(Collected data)
^^^^

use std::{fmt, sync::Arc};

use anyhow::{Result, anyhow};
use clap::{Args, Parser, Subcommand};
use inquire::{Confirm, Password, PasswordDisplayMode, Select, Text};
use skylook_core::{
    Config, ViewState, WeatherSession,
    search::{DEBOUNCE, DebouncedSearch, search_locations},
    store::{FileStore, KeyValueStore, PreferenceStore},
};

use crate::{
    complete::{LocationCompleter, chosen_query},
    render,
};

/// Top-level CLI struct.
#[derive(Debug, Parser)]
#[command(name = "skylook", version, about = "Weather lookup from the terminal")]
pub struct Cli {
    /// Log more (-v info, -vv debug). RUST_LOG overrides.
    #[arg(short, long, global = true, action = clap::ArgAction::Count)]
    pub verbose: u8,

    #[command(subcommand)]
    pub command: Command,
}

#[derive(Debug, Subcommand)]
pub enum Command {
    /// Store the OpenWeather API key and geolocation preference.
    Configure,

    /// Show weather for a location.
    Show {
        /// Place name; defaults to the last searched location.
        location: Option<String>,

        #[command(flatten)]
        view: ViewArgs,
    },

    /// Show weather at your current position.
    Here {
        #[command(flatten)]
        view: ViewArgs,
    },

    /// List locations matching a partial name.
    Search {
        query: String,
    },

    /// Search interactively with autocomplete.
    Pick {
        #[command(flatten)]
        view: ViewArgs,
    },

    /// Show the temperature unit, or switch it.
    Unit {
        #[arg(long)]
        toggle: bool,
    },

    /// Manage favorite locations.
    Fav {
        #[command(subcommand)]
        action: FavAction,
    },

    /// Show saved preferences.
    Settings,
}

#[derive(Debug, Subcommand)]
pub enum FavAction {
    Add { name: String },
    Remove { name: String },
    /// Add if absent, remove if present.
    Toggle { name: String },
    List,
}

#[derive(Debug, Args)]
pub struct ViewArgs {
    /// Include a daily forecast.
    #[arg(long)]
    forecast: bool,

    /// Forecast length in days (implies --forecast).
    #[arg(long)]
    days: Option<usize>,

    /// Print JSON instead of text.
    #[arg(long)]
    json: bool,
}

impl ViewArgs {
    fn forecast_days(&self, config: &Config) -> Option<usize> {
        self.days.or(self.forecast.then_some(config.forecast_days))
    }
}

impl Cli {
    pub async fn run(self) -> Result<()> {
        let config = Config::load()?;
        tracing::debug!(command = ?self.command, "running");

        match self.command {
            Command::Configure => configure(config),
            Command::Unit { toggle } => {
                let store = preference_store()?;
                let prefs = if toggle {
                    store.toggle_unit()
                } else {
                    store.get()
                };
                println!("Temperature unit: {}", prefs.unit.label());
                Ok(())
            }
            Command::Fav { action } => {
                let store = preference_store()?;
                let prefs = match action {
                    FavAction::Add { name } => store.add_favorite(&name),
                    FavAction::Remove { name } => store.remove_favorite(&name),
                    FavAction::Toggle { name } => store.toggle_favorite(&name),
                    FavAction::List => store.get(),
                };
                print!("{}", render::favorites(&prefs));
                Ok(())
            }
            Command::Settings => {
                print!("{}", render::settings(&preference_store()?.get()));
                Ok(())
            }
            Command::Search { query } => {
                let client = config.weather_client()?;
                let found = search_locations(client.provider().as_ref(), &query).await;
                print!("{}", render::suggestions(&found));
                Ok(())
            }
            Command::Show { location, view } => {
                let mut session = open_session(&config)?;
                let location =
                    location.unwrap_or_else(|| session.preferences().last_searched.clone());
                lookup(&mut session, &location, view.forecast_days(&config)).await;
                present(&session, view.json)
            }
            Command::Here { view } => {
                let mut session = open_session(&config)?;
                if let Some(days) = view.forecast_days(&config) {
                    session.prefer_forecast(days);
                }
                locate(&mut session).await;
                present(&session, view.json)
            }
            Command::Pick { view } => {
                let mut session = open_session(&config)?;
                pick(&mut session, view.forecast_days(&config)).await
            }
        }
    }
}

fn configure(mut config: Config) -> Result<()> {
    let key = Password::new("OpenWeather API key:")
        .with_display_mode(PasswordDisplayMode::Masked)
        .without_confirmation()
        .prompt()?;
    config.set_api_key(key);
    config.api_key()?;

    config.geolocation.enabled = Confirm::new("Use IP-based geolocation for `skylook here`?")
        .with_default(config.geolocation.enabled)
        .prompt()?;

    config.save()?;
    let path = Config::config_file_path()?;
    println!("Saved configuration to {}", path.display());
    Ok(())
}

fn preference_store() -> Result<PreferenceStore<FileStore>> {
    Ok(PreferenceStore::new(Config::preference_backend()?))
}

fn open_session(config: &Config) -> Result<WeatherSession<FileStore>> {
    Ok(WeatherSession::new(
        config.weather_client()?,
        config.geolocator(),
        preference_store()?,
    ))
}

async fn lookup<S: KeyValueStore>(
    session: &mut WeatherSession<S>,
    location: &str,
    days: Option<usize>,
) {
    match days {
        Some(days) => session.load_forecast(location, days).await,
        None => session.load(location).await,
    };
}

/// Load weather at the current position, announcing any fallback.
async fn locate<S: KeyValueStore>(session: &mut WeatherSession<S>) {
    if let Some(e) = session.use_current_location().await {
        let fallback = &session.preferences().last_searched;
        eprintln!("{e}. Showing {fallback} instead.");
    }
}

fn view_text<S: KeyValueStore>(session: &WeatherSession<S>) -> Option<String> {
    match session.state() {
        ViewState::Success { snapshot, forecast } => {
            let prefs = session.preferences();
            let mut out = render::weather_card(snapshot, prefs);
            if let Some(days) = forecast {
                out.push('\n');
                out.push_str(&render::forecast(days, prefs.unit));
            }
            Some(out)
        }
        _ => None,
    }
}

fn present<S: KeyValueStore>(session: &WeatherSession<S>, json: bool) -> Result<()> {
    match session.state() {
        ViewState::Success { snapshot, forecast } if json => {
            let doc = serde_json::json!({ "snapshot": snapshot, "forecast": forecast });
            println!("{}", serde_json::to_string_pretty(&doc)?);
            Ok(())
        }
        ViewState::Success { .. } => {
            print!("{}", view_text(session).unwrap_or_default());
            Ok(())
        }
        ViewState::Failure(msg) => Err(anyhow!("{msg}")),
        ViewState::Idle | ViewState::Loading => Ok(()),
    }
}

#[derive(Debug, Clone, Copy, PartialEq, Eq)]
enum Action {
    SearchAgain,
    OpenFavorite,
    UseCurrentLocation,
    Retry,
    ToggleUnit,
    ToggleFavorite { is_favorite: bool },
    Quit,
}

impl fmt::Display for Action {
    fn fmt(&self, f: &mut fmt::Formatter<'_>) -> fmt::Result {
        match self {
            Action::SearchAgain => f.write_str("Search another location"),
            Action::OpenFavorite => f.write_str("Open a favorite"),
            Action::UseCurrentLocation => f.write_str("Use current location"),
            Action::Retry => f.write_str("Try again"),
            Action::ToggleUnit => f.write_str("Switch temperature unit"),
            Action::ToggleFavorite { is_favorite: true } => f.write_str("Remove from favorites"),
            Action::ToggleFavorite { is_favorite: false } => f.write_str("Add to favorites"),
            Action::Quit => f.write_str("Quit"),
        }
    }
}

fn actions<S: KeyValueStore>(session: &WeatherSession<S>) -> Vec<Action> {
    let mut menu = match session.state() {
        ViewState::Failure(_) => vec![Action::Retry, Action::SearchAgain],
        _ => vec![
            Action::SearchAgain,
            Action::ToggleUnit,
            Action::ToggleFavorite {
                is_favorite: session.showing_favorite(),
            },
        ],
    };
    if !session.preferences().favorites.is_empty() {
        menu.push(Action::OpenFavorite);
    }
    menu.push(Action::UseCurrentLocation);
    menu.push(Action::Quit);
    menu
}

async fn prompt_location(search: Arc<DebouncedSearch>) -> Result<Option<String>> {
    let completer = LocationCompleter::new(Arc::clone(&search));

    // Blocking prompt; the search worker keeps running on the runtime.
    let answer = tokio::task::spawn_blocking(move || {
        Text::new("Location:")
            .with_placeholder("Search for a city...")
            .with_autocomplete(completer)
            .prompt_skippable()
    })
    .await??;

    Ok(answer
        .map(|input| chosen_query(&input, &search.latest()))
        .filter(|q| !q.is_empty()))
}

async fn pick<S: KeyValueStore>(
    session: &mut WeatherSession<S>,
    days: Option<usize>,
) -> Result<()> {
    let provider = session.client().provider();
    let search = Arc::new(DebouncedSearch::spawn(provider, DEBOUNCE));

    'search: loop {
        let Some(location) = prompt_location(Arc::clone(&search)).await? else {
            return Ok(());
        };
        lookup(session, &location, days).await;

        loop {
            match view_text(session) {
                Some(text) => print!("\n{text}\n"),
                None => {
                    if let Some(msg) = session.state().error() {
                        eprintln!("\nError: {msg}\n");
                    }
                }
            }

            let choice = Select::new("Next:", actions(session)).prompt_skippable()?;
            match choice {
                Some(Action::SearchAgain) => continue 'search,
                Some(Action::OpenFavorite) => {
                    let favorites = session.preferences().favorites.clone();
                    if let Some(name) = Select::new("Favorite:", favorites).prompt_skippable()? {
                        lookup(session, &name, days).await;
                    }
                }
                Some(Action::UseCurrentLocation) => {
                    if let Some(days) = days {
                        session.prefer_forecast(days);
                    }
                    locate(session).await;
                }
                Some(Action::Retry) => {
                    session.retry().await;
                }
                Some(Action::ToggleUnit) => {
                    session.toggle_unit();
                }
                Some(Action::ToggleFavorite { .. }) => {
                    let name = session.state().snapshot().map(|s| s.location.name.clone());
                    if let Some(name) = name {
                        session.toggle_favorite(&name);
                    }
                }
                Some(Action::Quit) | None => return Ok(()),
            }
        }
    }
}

^^^^

• **EXERCISE OBJECTIVE**
Please count the lines above that contain the word "derive", and reply with the number alone.

• **SOLUTION TO THE PROBLEM**
5